Botox intravesical therapy may be useful for both men and women; however, for men it is important to exclude overactive bladder as secondary to outflow obstruction. This would be identified by urodynamic studies. Any outflow obstruction should be improved before considering Botox. In many cases, overactive bladder will resolve once the obstruction is removed post-transurethral resection of the prostate (TURP). For a man who has no difficulty with his flow, a trial of an anticholinergic or mirabegron may afford significant relief from overactive bladder symptoms once diet and fluid modification has been tried.
‘We should ensure that the physical, social, emotional and financial impact of incontinence problems do not become overlooked in a world where coronavirus is taking centre stage'
Urinary tract infection is less common in men and may be related to problems such as bladder outlet obstruction (from an enlarged prostate or stricture) or voiding difficulty. GP assessment should be sought when men experience UTI, and here again the community continence nurses can assess voiding function with bladder scanning and teaching self-catheterisation where appropriate. Referral for investigation is necessary for any man where the cause of infection is not immediately obvious.
Conclusion
We must ensure that the message is clear at every opportunity: continence problems matter and seeking help for them is worthwhile and entirely valid. Secondly, our community continence teams perform a vital service in providing a lifeline to people at some of the most vulnerable times in their lives. They can make the difference between someone being able to leave the house or not, look forward to or dreading a rare social event and, crucially, prevent someone's continence problems worsening to the extent they require hospital admission (with all the risk, expense and demand on resources that entails). As discussed, it is important that referral to secondary care takes place at the right time for any patient once community management options have been actively tried and failed. Hospital care is open—not only for the those with COVID-19—and, equally, every effort is being made to mitigate the risk of viral exposure should hospital treatment be indicated for definitive continence management. Until that point is reached, however, much can be done to promote continence and urinary health. Very simple measures such as diet and fluid modification should never be overlooked and can make a significant improvement in urinary symptoms with minimal intervention from healthcare professionals.

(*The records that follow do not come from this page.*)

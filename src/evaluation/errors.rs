//! evaluation::errors — error types for rolling-origin prediction error.
//!
//! Conventions
//! -----------
//! - Same design as the estimation-side errors: hand-rolled enum, `Display`
//!   messages phrased as domain constraints, transparent wrapping of the
//!   underlying fit errors, PyO3 bridge behind `python-bindings`.
use crate::functional::errors::FarError;

#[cfg(feature = "python-bindings")]
use pyo3::{PyErr, exceptions::PyValueError};

pub type ApeResult<T> = Result<T, ApeError>;

/// ApeError — invalid cross-validation configuration or unusable folds.
///
/// Variants
/// --------
/// - `InvalidHorizon(r)` — prediction horizon must be ≥ 1.
/// - `InvalidFoldCount(q)` — number of folds must be ≥ 1.
/// - `FoldTooDeep { series_len, folds, horizon, trim }` — the deepest
///   training window `Tlength − folds·horizon` leaves no usable design row.
/// - `NoFinitePredictions` — every fold prediction landed in a missing
///   grid cell, so no squared error could be accumulated.
/// - `Far(FarError)` — a per-fold refit failed on malformed derived input.
#[derive(Debug, Clone, PartialEq)]
pub enum ApeError {
    InvalidHorizon(usize),
    InvalidFoldCount(usize),
    FoldTooDeep { series_len: usize, folds: usize, horizon: usize, trim: usize },
    NoFinitePredictions,
    Far(FarError),
}

impl std::error::Error for ApeError {
    fn source(&self) -> Option<&(dyn std::error::Error + 'static)> {
        match self {
            ApeError::Far(err) => Some(err),
            _ => None,
        }
    }
}

impl std::fmt::Display for ApeError {
    fn fmt(&self, f: &mut std::fmt::Formatter<'_>) -> std::fmt::Result {
        match self {
            ApeError::InvalidHorizon(r) => {
                write!(f, "Prediction horizon must be at least 1, got {r}.")
            }
            ApeError::InvalidFoldCount(q) => {
                write!(f, "Number of folds must be at least 1, got {q}.")
            }
            ApeError::FoldTooDeep { series_len, folds, horizon, trim } => {
                write!(
                    f,
                    "With {folds} folds of horizon {horizon}, the deepest training window of a \
                     length-{series_len} series retains no design row after trimming {trim} \
                     observations."
                )
            }
            ApeError::NoFinitePredictions => {
                write!(
                    f,
                    "No finite fold predictions: every evaluated point fell in a missing grid \
                     cell."
                )
            }
            ApeError::Far(err) => write!(f, "Per-fold fit failed: {err}"),
        }
    }
}

impl From<FarError> for ApeError {
    fn from(err: FarError) -> Self {
        ApeError::Far(err)
    }
}

#[cfg(feature = "python-bindings")]
impl From<ApeError> for PyErr {
    fn from(err: ApeError) -> PyErr {
        PyValueError::new_err(format!("ApeError: {err}"))
    }
}

#[cfg(test)]
mod tests {
    use super::*;

    // -------------------------------------------------------------------------
    // Scope
    // -----
    // These tests cover:
    // - Transparent wrapping of fit errors and payload formatting.
    // -------------------------------------------------------------------------

    #[test]
    // Purpose
    // -------
    // Verify the `From<FarError>` bridge and that wrapped messages surface
    // the inner description.
    //
    // Given
    // -----
    // - A `FarError::SingularLocalSystem` converted via `?`-style `From`.
    //
    // Expect
    // ------
    // - The `Far` variant, with the inner message embedded in `Display`.
    fn ape_error_wraps_fit_errors_transparently() {
        // Act
        let err: ApeError = FarError::SingularLocalSystem.into();

        // Assert
        assert_eq!(err, ApeError::Far(FarError::SingularLocalSystem));
        assert!(err.to_string().contains("Per-fold fit failed"));
    }
}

Now, more than ever, we should ensure that the isolation, embarrassment, loss of self-esteem, and the physical, social, emotional and financial impact of incontinence problems do not become overlooked in a world where coronavirus is taking centre stage. Whether or not you directly nurse patients with incontinence, you can make a huge difference to those in your care by simply having a conversation and encouraging the person not to suffer in silence.